# Configurando Pluviometro Davis no Weather Display



## ct1bxx_wx (1 Jan 2010 às 15:10)

Caros amigos,
Votos de Bom Ano 2010.

Instalei o Weatherdisplay Versão 10.37P
A minha estção é Davis VantagePro.
Estou com uma dúvida:
Devo seleccionor a última opção que a imagem mostra ou não é necessário?

Não percebo qual a razão dessa opção.
Agradeço consultem a imagem em anexo e os vossos comentários.

Denuncio a minha nabice, acho que não coloquei a imagem da forma mais adequada, 


Muito obrigado.
Manuel Fernando


----------



## Daniel Vilão (1 Jan 2010 às 19:08)

ct1bxx_wx disse:


> Caros amigos,
> Votos de Bom Ano 2010.
> 
> Instalei o Weatherdisplay Versão 10.37P
> ...



Em vez de seleccionares a opção 0.01 inch, selecciona a opção de 0.2 mm.
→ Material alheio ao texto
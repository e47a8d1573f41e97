// Copyright (C) 2025 SyncMyOrders Sp. z o.o.
// SPDX-License-Identifier: AGPL-3.0-or-later
//! Auth sessions. The token is opaque to the rest of the system.

use serde::{Deserialize, Serialize};
use sqlx::SqlitePool;

use crate::Result;

/// One authenticated session.
#[derive(Debug, Clone, Serialize, Deserialize, sqlx::FromRow)]
pub struct AuthSessionRecord {
    /// Opaque bearer token.
    pub token: String,
    /// Identity of the authenticated principal.
    pub principal_id: String,
    /// Display name shown in the panel.
    pub display_name: String,
    /// Avatar image reference, if any.
    pub avatar_ref: Option<String>,
    /// Expiry, unix seconds.
    pub expires_at: i64,
}

/// Insert a new session.
pub async fn insert(pool: &SqlitePool, session: &AuthSessionRecord) -> Result<()> {
    sqlx::query(
        r#"
        INSERT INTO sessions (token, principal_id, display_name, avatar_ref, expires_at)
        VALUES (?, ?, ?, ?, ?)
        ON CONFLICT (token) DO UPDATE SET
            principal_id = excluded.principal_id,
            display_name = excluded.display_name,
            avatar_ref = excluded.avatar_ref,
            expires_at = excluded.expires_at
        "#,
    )
    .bind(&session.token)
    .bind(&session.principal_id)
    .bind(&session.display_name)
    .bind(&session.avatar_ref)
    .bind(session.expires_at)
    .execute(pool)
    .await?;

    Ok(())
}

/// Resolve a token to an unexpired session.
pub async fn get_valid(pool: &SqlitePool, token: &str) -> Result<Option<AuthSessionRecord>> {
    let session = sqlx::query_as::<_, AuthSessionRecord>(
        r#"
        SELECT token, principal_id, display_name, avatar_ref, expires_at
        FROM sessions
        WHERE token = ? AND expires_at > ?
        "#,
    )
    .bind(token)
    .bind(crate::now_unix())
    .fetch_optional(pool)
    .await?;

    Ok(session)
}

/// Delete a session (logout).
pub async fn delete(pool: &SqlitePool, token: &str) -> Result<()> {
    sqlx::query("DELETE FROM sessions WHERE token = ?")
        .bind(token)
        .execute(pool)
        .await?;

    Ok(())
}

/// Remove sessions whose expiry is past. Returns how many were removed.
pub async fn cleanup_expired(pool: &SqlitePool) -> Result<u64> {
    let result = sqlx::query("DELETE FROM sessions WHERE expires_at <= ?")
        .bind(crate::now_unix())
        .execute(pool)
        .await?;

    Ok(result.rows_affected())
}
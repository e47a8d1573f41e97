// Copyright (C) 2025 SyncMyOrders Sp. z o.o.
// SPDX-License-Identifier: AGPL-3.0-or-later
//! Per-subscriber container stats producers.
//!
//! The engine streams cumulative counters; each emitted point is the rate
//! between consecutive records.

use gamedock_docker::DockerClient;
use gamedock_docker::stats::{NdjsonDecoder, StatsSample};
use serde::Serialize;
use tokio::sync::mpsc;
use tokio_util::sync::CancellationToken;
use tracing::debug;

use super::logs::STREAM_ENDED;

const CHANNEL_CAPACITY: usize = 64;

const MIB: f64 = (1u64 << 20) as f64;

/// One derived stats point.
#[derive(Debug, Clone, Copy, Serialize, PartialEq)]
pub struct StatsPoint {
    /// Container CPU share, 0..=100.
    pub cpu_percent: f64,
    /// Memory in use, MiB.
    pub mem_usage_mb: f64,
    /// Memory limit, MiB.
    pub mem_limit_mb: f64,
}

/// Derive a point from two consecutive cumulative samples.
pub fn compute_point(prev: &StatsSample, cur: &StatsSample) -> StatsPoint {
    let cpu_delta = cur
        .cpu_stats
        .cpu_usage
        .total_usage
        .saturating_sub(prev.cpu_stats.cpu_usage.total_usage) as f64;
    let system_delta = cur.cpu_stats.system_cpu_usage.unwrap_or(0) as i128
        - prev.cpu_stats.system_cpu_usage.unwrap_or(0) as i128;

    let cpu_percent = if system_delta <= 0 {
        0.0
    } else {
        let online = cur.cpu_stats.online_cpus.unwrap_or(1).max(1) as f64;
        (cpu_delta / system_delta as f64 * online * 100.0).clamp(0.0, 100.0)
    };

    StatsPoint {
        cpu_percent,
        mem_usage_mb: cur.memory_stats.usage.unwrap_or(0) as f64 / MIB,
        mem_limit_mb: cur.memory_stats.limit.unwrap_or(0) as f64 / MIB,
    }
}

/// Spawn a cold stats producer for one container. Each record is an
/// already-serialized JSON payload ready for the push stream.
pub fn spawn_container_stats(
    docker: DockerClient,
    container: String,
    token: CancellationToken,
) -> mpsc::Receiver<String> {
    let (tx, rx) = mpsc::channel(CHANNEL_CAPACITY);

    tokio::spawn(async move {
        run_stats_stream(docker, container, token, tx).await;
    });

    rx
}

async fn run_stats_stream(
    docker: DockerClient,
    container: String,
    token: CancellationToken,
    tx: mpsc::Sender<String>,
) {
    let mut body = match docker.stats(&container, true).await {
        Ok(body) => body,
        Err(e) => {
            debug!(container = %container, error = %e, "Stats stream open failed");
            let _ = tx.try_send(terminal_record());
            return;
        }
    };

    let mut decoder = NdjsonDecoder::new();
    let mut prev = StatsSample::default();

    loop {
        let chunk = tokio::select! {
            biased;

            _ = token.cancelled() => {
                debug!(container = %container, "Stats producer cancelled");
                return;
            }

            chunk = body.next_chunk() => chunk,
        };

        match chunk {
            Ok(Some(bytes)) => {
                decoder.extend(&bytes);
                loop {
                    match decoder.next_sample() {
                        Ok(Some(sample)) => {
                            let point = compute_point(&prev, &sample);
                            prev = sample;
                            let Ok(payload) = serde_json::to_string(&point) else {
                                continue;
                            };
                            if tx.send(payload).await.is_err() {
                                return;
                            }
                        }
                        Ok(None) => break,
                        Err(e) => {
                            // One malformed record; resync at the next line.
                            debug!(container = %container, error = %e, "Bad stats record");
                        }
                    }
                }
            }
            Ok(None) => {
                let _ = tx.try_send(terminal_record());
                return;
            }
            Err(e) => {
                debug!(container = %container, error = %e, "Stats stream error");
                let _ = tx.try_send(terminal_record());
                return;
            }
        }
    }
}

/// JSON-encoded terminal marker for JSON record streams.
pub fn terminal_record() -> String {
    serde_json::to_string(STREAM_ENDED).unwrap_or_default()
}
A opção rain rate deve também estar activada, para ser directamente obtido o valor da estação.


----------



## ct1bxx_wx (1 Jan 2010 às 21:47)

Daniel,
Obrigado pela resposta, porém a minha confusão aumentou !

No manual da Vpro, vem uma adenda onde está :
"Do not Select .2mm or .1 in in the station configuration dialog box" the settings are not currently supported by the rain collector shipped with Vantage Pro"
Transcrevi em inglês para ser mais preciso.
A consola da Vantage Pro tem a possibilidade de ser escolhido todos esses valores, porém agor estou em dúvida. Imagino que o que sellecionar ba consola , deverei também colocar no software não é assim?

É dificil avaliar o que choveu, porém desde as 00,00 hra tenho um valor de 1.8mm, apenas choveu durante a noite, de dia esteve seco, sei que esta oibservação não faz sentido porém não deixo de a referir como uma possivel "despiste"

Mais uma vez obrigado por toda a ajuda.
Continuação de Bom Ano 2010
Manuel Fernando


----------



## Daniel Vilão (1 Jan 2010 às 22:08)

ct1bxx_wx disse:


> A consola da Vantage Pro tem a possibilidade de ser escolhido todos esses valores, porém agor estou em dúvida. Imagino que o que sellecionar ba consola , deverei também colocar no software não é assim?



Claro, é apenas isso. 

Se tens esses valores é porque deves ter instalado um adaptador métrico no pluviómetro da estação quando a compraste ou ela já o trazia montado.


----------